Is it called a prosthetic? I don't know. Device, whatever
it's called replacement. And I said, Well, so what does highly
reactive mean? And she said, Well, if anybody scores eight,
we consider them. Active, and we use non nickel metal, like
titanium. The highest we've ever seen is 15. You were 20.2 so if
they had put that in, I'm just coming up with all kinds of
stories in my head that I probably wouldn't have left the
hospital without having problems like it would have been
catastrophic. That's the story I'm telling. Anyway, I do energy
healing, and I've cleared people of allergies. Cat allergies seem
to be like a specialty of mine, and in 1520 minutes, the person
is no longer reacting, even though the cat's still there.
And I know I could clear this metal allergy for myself, and
one day I will, like I just haven't yet, I'm busy, but I
wasn't even going to attempt to clear it and risk them putting
that in now I might clear it and do the test again. When it
becomes more widely available, my insurance will cover it. You
know, might do it again, but I'm very grateful that I had my knee
replaced, that I went to, the doctor I went to, and that I
recovered so well. And as I'm doing all these shout outs, um
Shannon, villaloba, I think I said that right, she does
crystal clearings and opening chakras, and I did a session
with her before my surgery. I did one after my surgery, and
then I did two or three more, just to break up that scar
tissue and get it good. So that really helped. I am thankful
that I have these spots removed from my tongue and that they
were benign, and we can let that go. I'm also thankful that I
quit smoking, because the reason they were so insistent of taking
them out was because I used to smoke, and they were very
concerned about that. Oh my gosh. I went to check my podcast
to make sure the show notes were changed in listen notes, because
I made a shift in my podcast from straight leadership to more
success, you know, topics and it's in the top 5% globally out
of over 3 million podcasts. And that, that's thanks to you.

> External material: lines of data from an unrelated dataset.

//! Exchange trading calendars.
//!
//! Table-driven session rules per exchange:
//! - regular open/close in exchange-local time (DST handled via `chrono-tz`)
//! - weekends always closed
//! - full-day holidays, either annual (month/day) or one-off dates
//! - early closes (half days) with their own closing time
//!
//! All inputs and outputs are UTC.

use std::collections::BTreeMap;

use chrono::{DateTime, Datelike, Duration, NaiveDate, NaiveTime, TimeZone, Utc, Weekday};
use chrono_tz::Tz;
use thiserror::Error;

/// Upper bound on how many calendar days a boundary search may scan.
const MAX_SEARCH_DAYS: i64 = 30;

#[derive(Debug, Error, Clone, PartialEq)]
pub enum CalendarError {
    #[error("unsupported exchange: {0}")]
    UnsupportedExchange(String),
    #[error("{exchange}: local time {local} does not exist")]
    InvalidLocalTime { exchange: String, local: String },
    #[error("{exchange}: no session within {days} days after {from}")]
    NoSession {
        exchange: String,
        from: DateTime<Utc>,
        days: i64,
    },
}

/// One trading session, in UTC.
#[derive(Debug, Clone, Copy, PartialEq, Eq)]
pub struct Session {
    pub date: NaiveDate,
    pub open: DateTime<Utc>,
    pub close: DateTime<Utc>,
}

impl Session {
    pub fn contains(&self, ts: DateTime<Utc>) -> bool {
        self.open <= ts && ts < self.close
    }
}

/// Market-hours oracle consumed by the clock, the loaders and the simulator.
pub trait TradingCalendar: Send + Sync {
    /// Session for an exchange-local date, or `None` on weekends/holidays.
    fn session(&self, exchange: &str, date: NaiveDate) -> Result<Option<Session>, CalendarError>;

    /// Exchange-local calendar date of a UTC instant.
    fn local_date(&self, exchange: &str, ts: DateTime<Utc>) -> Result<NaiveDate, CalendarError>;

    fn is_open(&self, exchange: &str, ts: DateTime<Utc>) -> Result<bool, CalendarError> {
        let date = self.local_date(exchange, ts)?;
        Ok(self
            .session(exchange, date)?
            .map_or(false, |s| s.contains(ts)))
    }

    /// First session open strictly after `ts`.
    fn next_open(&self, exchange: &str, ts: DateTime<Utc>) -> Result<DateTime<Utc>, CalendarError> {
        find_session(self, exchange, ts, |s| s.open > ts).map(|s| s.open)
    }

    /// First session close strictly after `ts`.
    fn next_close(
        &self,
        exchange: &str,
        ts: DateTime<Utc>,
    ) -> Result<DateTime<Utc>, CalendarError> {
        find_session(self, exchange, ts, |s| s.close > ts).map(|s| s.close)
    }
}

fn find_session<C, F>(
    cal: &C,
    exchange: &str,
    ts: DateTime<Utc>,
    accept: F,
) -> Result<Session, CalendarError>
where
    C: TradingCalendar + ?Sized,
    F: Fn(&Session) -> bool,
{
    let start = cal.local_date(exchange, ts)?;
    for offset in 0..MAX_SEARCH_DAYS {
        let date = start + Duration::days(offset);
        if let Some(session) = cal.session(exchange, date)? {
            if accept(&session) {
                return Ok(session);
            }
        }
    }
    Err(CalendarError::NoSession {
        exchange: exchange.to_string(),
        from: ts,
        days: MAX_SEARCH_DAYS,
    })
}

// ─── Rules ───────────────────────────────────────────────────────────

/// A date-matching rule for holidays and early closes.
#[derive(Debug, Clone, PartialEq, Eq)]
pub enum DayRule {
    /// Same month/day every year, no weekend observance shift.
    Annual { month: u32, day: u32 },
    /// A single date.
    Date(NaiveDate),
}

impl DayRule {
    pub fn matches(&self, date: NaiveDate) -> bool {
        match self {
            DayRule::Annual { month, day } => date.month() == *month && date.day() == *day,
            DayRule::Date(d) => *d == date,
        }
    }
}

/// Session rules for one exchange.
#[derive(Debug, Clone)]
pub struct ExchangeRules {
    pub code: String,
    pub tz: Tz,
    pub open: NaiveTime,
    pub close: NaiveTime,
    pub holidays: Vec<DayRule>,
    pub early_closes: Vec<(DayRule, NaiveTime)>,
}

impl ExchangeRules {
    /// New York Stock Exchange, 09:30–16:00 America/New_York.
    pub fn xnys() -> Self {
        Self {
            code: "XNYS".into(),
            tz: chrono_tz::America::New_York,
            open: hm(9, 30),
            close: hm(16, 0),
            holidays: vec![
                DayRule::Date(ymd(2024, 1, 15)),
                DayRule::Date(ymd(2024, 2, 19)),
                DayRule::Annual { month: 7, day: 4 },
            ],
            early_closes: Vec::new(),
        }
    }

    /// Xetra, 09:00–17:30 Europe/Berlin, Christmas Eve closes at 14:00.
    pub fn xetr() -> Self {
        Self {
            code: "XETR".into(),
            tz: chrono_tz::Europe::Berlin,
            open: hm(9, 0),
            close: hm(17, 30),
            holidays: Vec::new(),
            early_closes: vec![(DayRule::Annual { month: 12, day: 24 }, hm(14, 0))],
        }
    }

    pub fn is_session_day(&self, date: NaiveDate) -> bool {
        !matches!(date.weekday(), Weekday::Sat | Weekday::Sun)
            && !self.holidays.iter().any(|h| h.matches(date))
    }

    fn session_on(&self, date: NaiveDate) -> Result<Option<Session>, CalendarError> {
        if !self.is_session_day(date) {
            return Ok(None);
        }
        let close = self
            .early_closes
            .iter()
            .find(|(rule, _)| rule.matches(date))
            .map_or(self.close, |(_, t)| *t);
        Ok(Some(Session {
            date,
            open: self.to_utc(date, self.open)?,
            close: self.to_utc(date, close)?,
        }))
    }

    fn to_utc(&self, date: NaiveDate, time: NaiveTime) -> Result<DateTime<Utc>, CalendarError> {
        let local = date.and_time(time);
        self.tz
            .from_local_datetime(&local)
            .earliest()
            .map(|dt| dt.with_timezone(&Utc))
            .ok_or_else(|| CalendarError::InvalidLocalTime {
                exchange: self.code.clone(),
                local: local.to_string(),
            })
    }
}

fn hm(h: u32, m: u32) -> NaiveTime {
    NaiveTime::from_hms_opt(h, m, 0).unwrap_or(NaiveTime::MIN)
}

fn ymd(y: i32, m: u32, d: u32) -> NaiveDate {
    NaiveDate::from_ymd_opt(y, m, d).unwrap_or(NaiveDate::MIN)
}

// ─── Calendar ────────────────────────────────────────────────────────

/// Calendar over a set of exchanges, keyed by exchange code.
#[derive(Debug, Clone)]
pub struct ExchangeCalendar {
    exchanges: BTreeMap<String, ExchangeRules>,
}

impl Default for ExchangeCalendar {
    fn default() -> Self {
        Self::empty()
            .with_exchange(ExchangeRules::xnys())
            .with_exchange(ExchangeRules::xetr())
    }
}

impl ExchangeCalendar {
    pub fn empty() -> Self {
        Self {
            exchanges: BTreeMap::new(),
        }
    }

    /// Register (or replace) an exchange's rules.
    pub fn with_exchange(mut self, rules: ExchangeRules) -> Self {
        self.exchanges.insert(rules.code.clone(), rules);
        self
    }

    pub fn rules(&self, exchange: &str) -> Result<&ExchangeRules, CalendarError> {
        self.exchanges
            .get(exchange)
            .ok_or_else(|| CalendarError::UnsupportedExchange(exchange.to_string()))
    }

    pub fn supports(&self, exchange: &str) -> bool {
        self.exchanges.contains_key(exchange)
    }

    /// Exchange codes in sorted order.
    pub fn exchanges(&self) -> impl Iterator<Item = &str> {
        self.exchanges.keys().map(String::as_str)
    }
}

impl TradingCalendar for ExchangeCalendar {
    fn session(&self, exchange: &str, date: NaiveDate) -> Result<Option<Session>, CalendarError> {
        self.rules(exchange)?.session_on(date)
    }

    fn local_date(&self, exchange: &str, ts: DateTime<Utc>) -> Result<NaiveDate, CalendarError> {
        let rules = self.rules(exchange)?;
        Ok(ts.with_timezone(&rules.tz).date_naive())
    }
}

Thank you for watching my podcast, or listening to my
podcast and liking and sharing and subscribing and doing all
those things that you can do. Like, thank you so much, because
I I never dreamed this is podcast number 323, and last
week, I was in the top 5% globally. Like, that's huge,
huge, at least it is for me, and I'm super thrilled about that.
Um, on this last one, I'm thankful, thankful that I have
chosen to say yes. I have chosen to say yes to all kinds of
opportunities, adventures, personal development, personal
growth, and I'm so grateful that you're along for the ride with
me and making small, consistent changes in your life so that you
can show up as the person you were truly meant to be. I'm
Jennifer Takagi with destin for success. I look forward to
connecting with you soon, and happy Thanksgiving. You.